As a music therapist, my goal is to help others through music. However, there are times when music can be more harmful than beneficial. A group of researchers tackle the idea of creating a “Theoretical Model of Music-Induced Harm” in the latest issue of the Journal of Music Therapy. Why is this important? As therapists, we want to be helping rather than hurting our clients. It also helps demonstrate the need for training and licensure. It can also help us to teach people to use music more effectively outside of music therapy sessions.
The journal article “it’s Complicated: A Theoretical Model of Music-Induced Harm” begins with a literature review as well as stating the difficulties in defining “harm” and the circumstances under which it occurs. Examples include performance related injury, hearing loss, heart arrythmias, and seizures. Music may have a detrimental effect on concentration and focus. Lyrics and extra-musical associations can lead to increased drug cravings or cause a client to re-experience trauma or painful memories. Music has been used in torture and interrogation techniques. However, the researchers also pointed out that there is no empirical evidence demonstrating particular genres of music as damaging. As quoted from another study (North & Hargreaves, 2006), “the relationship between liking problem (author’s word) music and self-harm were not statistically significant when other mediating variables were considered”.

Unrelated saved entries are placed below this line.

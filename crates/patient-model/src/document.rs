//! Identity document types accepted for patient registration.

use std::fmt;

use serde::{Deserialize, Serialize};

/// Kind of identity document, with the digit count its number must have.
#[derive(Debug, Clone, Copy, PartialEq, Eq, Hash, Serialize, Deserialize)]
#[serde(rename_all = "snake_case")]
pub enum DocumentType {
    /// Internal passport, 10 digits.
    Passport,
    /// Foreign travel passport, 9 digits.
    ForeignPassport,
    /// Driver's license, 10 digits.
    DriverLicense,
}

impl DocumentType {
    /// Every supported document type.
    pub const fn all() -> [Self; 3] {
        [Self::Passport, Self::ForeignPassport, Self::DriverLicense]
    }

    /// Canonical lower-case label, as stored in the backing file.
    #[must_use]
    pub const fn label(&self) -> &'static str {
        match self {
            Self::Passport => "паспорт",
            Self::ForeignPassport => "заграничный паспорт",
            Self::DriverLicense => "водительское удостоверение",
        }
    }

    /// Number of digits a document id of this type must have.
    #[must_use]
    pub const fn digit_count(&self) -> usize {
        match self {
            Self::Passport => 10,
            Self::ForeignPassport => 9,
            Self::DriverLicense => 10,
        }
    }

    /// Look up a document type by its exact canonical label.
    pub fn from_label(label: &str) -> Option<Self> {
        Self::all().into_iter().find(|kind| kind.label() == label)
    }
}

impl fmt::Display for DocumentType {
    fn fmt(&self, f: &mut fmt::Formatter<'_>) -> fmt::Result {
        f.write_str(self.label())
    }
}
use anyhow::{Context, Result};
use tracing::{debug, info, info_span, warn};

use patient_model::{PatientRecord, SharedAuditTrail};
use patient_store::{PatientFileCollection, PersistRecord, StoreError};

use crate::config::PatientsConfig;
use crate::logging::redact_value;

/// Raw fields of a patient to register.
#[derive(Debug, Clone)]
pub struct NewPatient {
    pub first_name: String,
    pub last_name: String,
    pub birth_date: String,
    pub phone: String,
    pub document_type: String,
    pub document_id: String,
}

/// Records read by `list`, plus the rows that failed validation.
#[derive(Debug)]
pub struct ListOutcome {
    pub records: Vec<PatientRecord>,
    pub invalid: Vec<StoreError>,
}

impl ListOutcome {
    pub fn has_errors(&self) -> bool {
        !self.invalid.is_empty()
    }
}

/// Validate a new patient and append it to the configured data file.
pub fn add_patient(
    config: &PatientsConfig,
    audit: SharedAuditTrail,
    patient: &NewPatient,
) -> Result<PatientRecord> {
    let _span = info_span!("add", data_file = %config.data_file.display()).entered();
    let record = PatientRecord::new(
        audit,
        &patient.first_name,
        &patient.last_name,
        &patient.birth_date,
        &patient.phone,
        &patient.document_type,
        &patient.document_id,
    )
    .context("invalid patient")?;
    record
        .persist(&config.data_file)
        .with_context(|| format!("save patient to {}", config.data_file.display()))?;
    info!(patient = redact_value(&record.username()), "patient added");
    Ok(record)
}

/// Read up to `limit` records from the configured data file.
///
/// Rows that fail validation are collected rather than aborting the listing.
pub fn list_patients(
    config: &PatientsConfig,
    audit: SharedAuditTrail,
    limit: Option<usize>,
) -> Result<ListOutcome> {
    let _span = info_span!("list", data_file = %config.data_file.display()).entered();
    let collection = PatientFileCollection::open(&config.data_file, audit)
        .context("open patient collection")?;
    let iter = match limit {
        Some(n) => collection.limit(n),
        None => collection.iter(),
    };

    let mut outcome = ListOutcome {
        records: Vec::new(),
        invalid: Vec::new(),
    };
    for item in iter {
        match item {
            Ok(record) => {
                debug!(patient = redact_value(&record.username()), "patient read");
                outcome.records.push(record);
            }
            Err(error @ StoreError::Record { .. }) => {
                warn!(%error, "invalid patient row");
                outcome.invalid.push(error);
            }
            Err(error) => return Err(error).context("read patient collection"),
        }
    }
    info!(
        records = outcome.records.len(),
        invalid = outcome.invalid.len(),
        "patients listed"
    );
    Ok(outcome)
}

The researchers identified six major factors in Music-Induced Harm (MIH): context, interplay, deliver, music, recipient, and harm. It is important to note that the deliverer and recipient can be the same person. They then devised a series of questions to consider when devising or evaluating music interventions. They warned that the list of questions was not comprehensive and required further development. However, many of the items included are questions that music therapists already ask as they assess clients, collect data, and evaluate sessions.
There were two aspects of their research that I found especially interesting. One was that some instances of harm may be unavoidable. It is what happens after harm occurs and how it remediated that demonstrates the need of appropriate training. The other was the concept of invasiveness in music. As a hospice music therapist, I often provide services to patients who may not be able to tell me what they like or if they dislike what I am playing or consent to having music in the first place. However, they state that invasive does not always mean harmful. It does mean that we need to be aware and watch for adverse reactions.